È stato quindi introdotto, sottolinea l’istituto di vigilanza, “un sistema di incentivi o penalizzazioni che va a integrare il vigente sistema di rimborsi in base a forfait, con l’obiettivo di scoraggiare comportamenti opportunistici e rischi di scarso interesse a contrastare le richieste di risarcimento esorbitanti o fraudolente”. Il nuovo sistema, a partire dal 2016, e già con riferimento ai risarcimenti erogati nel 2015, creerà le condizioni per premiare le imprese più efficienti e, di converso, penalizzare quelle meno efficienti.

Le variabili, spiega l’Ivass, su cui si basa il sistema di incentivi e penalizzazioni, ritenute rappresentative della capacità e dell’efficienza gestionale di ogni compagnia, sono: il livello del costo medio dei risarcimenti (capacità dell’impresa di contenere i propri costi rispetto alle altre compagnie); la dinamica temporale del costo medio tra un anno e l’altro (capacità dell’azienda di ridurre progressivamente nel tempo i propri costi); la velocità di liquidazione dei sinistri (capacità dell’azienda di risarcire in modo veloce ed efficiente il proprio assicurato).

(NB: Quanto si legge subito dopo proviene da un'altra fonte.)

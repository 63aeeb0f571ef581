//! Course Repository

use super::{RepoError, RepoResult};
use shared::models::{default_enrollment_fields, Course, CourseCreate, CourseFieldConfig, CourseUpdate};
use sqlx::SqlitePool;

const COURSE_SELECT: &str = "SELECT id, instructor_id, title, price, mode, enrollment_fields, created_at, updated_at FROM course";

/// Raw course row. `mode` and `enrollment_fields` are TEXT columns decoded
/// into their typed forms on the way out.
#[derive(sqlx::FromRow)]
struct CourseRow {
    id: i64,
    instructor_id: String,
    title: String,
    price: f64,
    mode: String,
    enrollment_fields: String,
    created_at: i64,
    updated_at: i64,
}

impl CourseRow {
    fn into_course(self) -> RepoResult<Course> {
        let mode = self
            .mode
            .parse()
            .map_err(|e: String| RepoError::Database(e))?;
        let enrollment_fields: Vec<CourseFieldConfig> =
            serde_json::from_str(&self.enrollment_fields)
                .map_err(|e| RepoError::Database(format!("Corrupt enrollment_fields: {e}")))?;
        Ok(Course {
            id: self.id,
            instructor_id: self.instructor_id,
            title: self.title,
            price: self.price,
            mode,
            enrollment_fields,
            created_at: self.created_at,
            updated_at: self.updated_at,
        })
    }
}

fn encode_fields(fields: &[CourseFieldConfig]) -> RepoResult<String> {
    serde_json::to_string(fields)
        .map_err(|e| RepoError::Database(format!("Failed to encode enrollment_fields: {e}")))
}

pub async fn find_all(pool: &SqlitePool) -> RepoResult<Vec<Course>> {
    let sql = format!("{COURSE_SELECT} ORDER BY created_at DESC");
    let rows = sqlx::query_as::<_, CourseRow>(&sql).fetch_all(pool).await?;
    rows.into_iter().map(CourseRow::into_course).collect()
}

pub async fn find_by_instructor(pool: &SqlitePool, instructor_id: &str) -> RepoResult<Vec<Course>> {
    let sql = format!("{COURSE_SELECT} WHERE instructor_id = ? ORDER BY created_at DESC");
    let rows = sqlx::query_as::<_, CourseRow>(&sql)
        .bind(instructor_id)
        .fetch_all(pool)
        .await?;
    rows.into_iter().map(CourseRow::into_course).collect()
}

pub async fn find_by_id(pool: &SqlitePool, id: i64) -> RepoResult<Option<Course>> {
    let sql = format!("{COURSE_SELECT} WHERE id = ?");
    let row = sqlx::query_as::<_, CourseRow>(&sql)
        .bind(id)
        .fetch_optional(pool)
        .await?;
    row.map(CourseRow::into_course).transpose()
}

pub async fn create(pool: &SqlitePool, data: CourseCreate) -> RepoResult<Course> {
    let now = shared::util::now_millis();
    let id = shared::util::snowflake_id();
    let fields = if data.enrollment_fields.is_empty() {
        default_enrollment_fields()
    } else {
        data.enrollment_fields
    };
    sqlx::query(
        "INSERT INTO course (id, instructor_id, title, price, mode, enrollment_fields, created_at, updated_at) VALUES (?1, ?2, ?3, ?4, ?5, ?6, ?7, ?7)",
    )
    .bind(id)
    .bind(&data.instructor_id)
    .bind(&data.title)
    .bind(data.price)
    .bind(data.mode.as_str())
    .bind(encode_fields(&fields)?)
    .bind(now)
    .execute(pool)
    .await?;
    find_by_id(pool, id)
        .await?
        .ok_or_else(|| RepoError::Database("Failed to create course".into()))
}

pub async fn update(pool: &SqlitePool, id: i64, data: CourseUpdate) -> RepoResult<Course> {
    let current = find_by_id(pool, id)
        .await?
        .ok_or_else(|| RepoError::NotFound(format!("Course {id} not found")))?;

    let now = shared::util::now_millis();
    let title = data.title.unwrap_or(current.title);
    let price = data.price.unwrap_or(current.price);
    let mode = data.mode.unwrap_or(current.mode);
    let fields = data.enrollment_fields.unwrap_or(current.enrollment_fields);

    sqlx::query(
        "UPDATE course SET title = ?1, price = ?2, mode = ?3, enrollment_fields = ?4, updated_at = ?5 WHERE id = ?6",
    )
    .bind(&title)
    .bind(price)
    .bind(mode.as_str())
    .bind(encode_fields(&fields)?)
    .bind(now)
    .bind(id)
    .execute(pool)
    .await?;

    find_by_id(pool, id)
        .await?
        .ok_or_else(|| RepoError::NotFound(format!("Course {id} not found")))
}

pub async fn delete(pool: &SqlitePool, id: i64) -> RepoResult<bool> {
    let rows = sqlx::query("DELETE FROM course WHERE id = ?")
        .bind(id)
        .execute(pool)
        .await?;
    Ok(rows.rows_affected() > 0)
}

Nel calcolo della velocità di liquidazione si tiene anche conto dell’attività antifrode svolta dalle imprese nel senso che ritardi o mancati pagamenti causati da forti sospetti di frode non incidono negativamente sull’indicatore di efficienza. Il
sistema di incentivi e penalizzazioni si applica anche nei confronti delle imprese comunitarie operanti in Italia nel settore Rc auto e aderenti alla convenzione Card. Per tutte le imprese aderenti, conclude l’istituto di vigilanza, un apposito sistema di controlli consente all’Ivass la verifica della rispondenza tra valori di bilancio e valori comunicati alla Stanza di compensazione.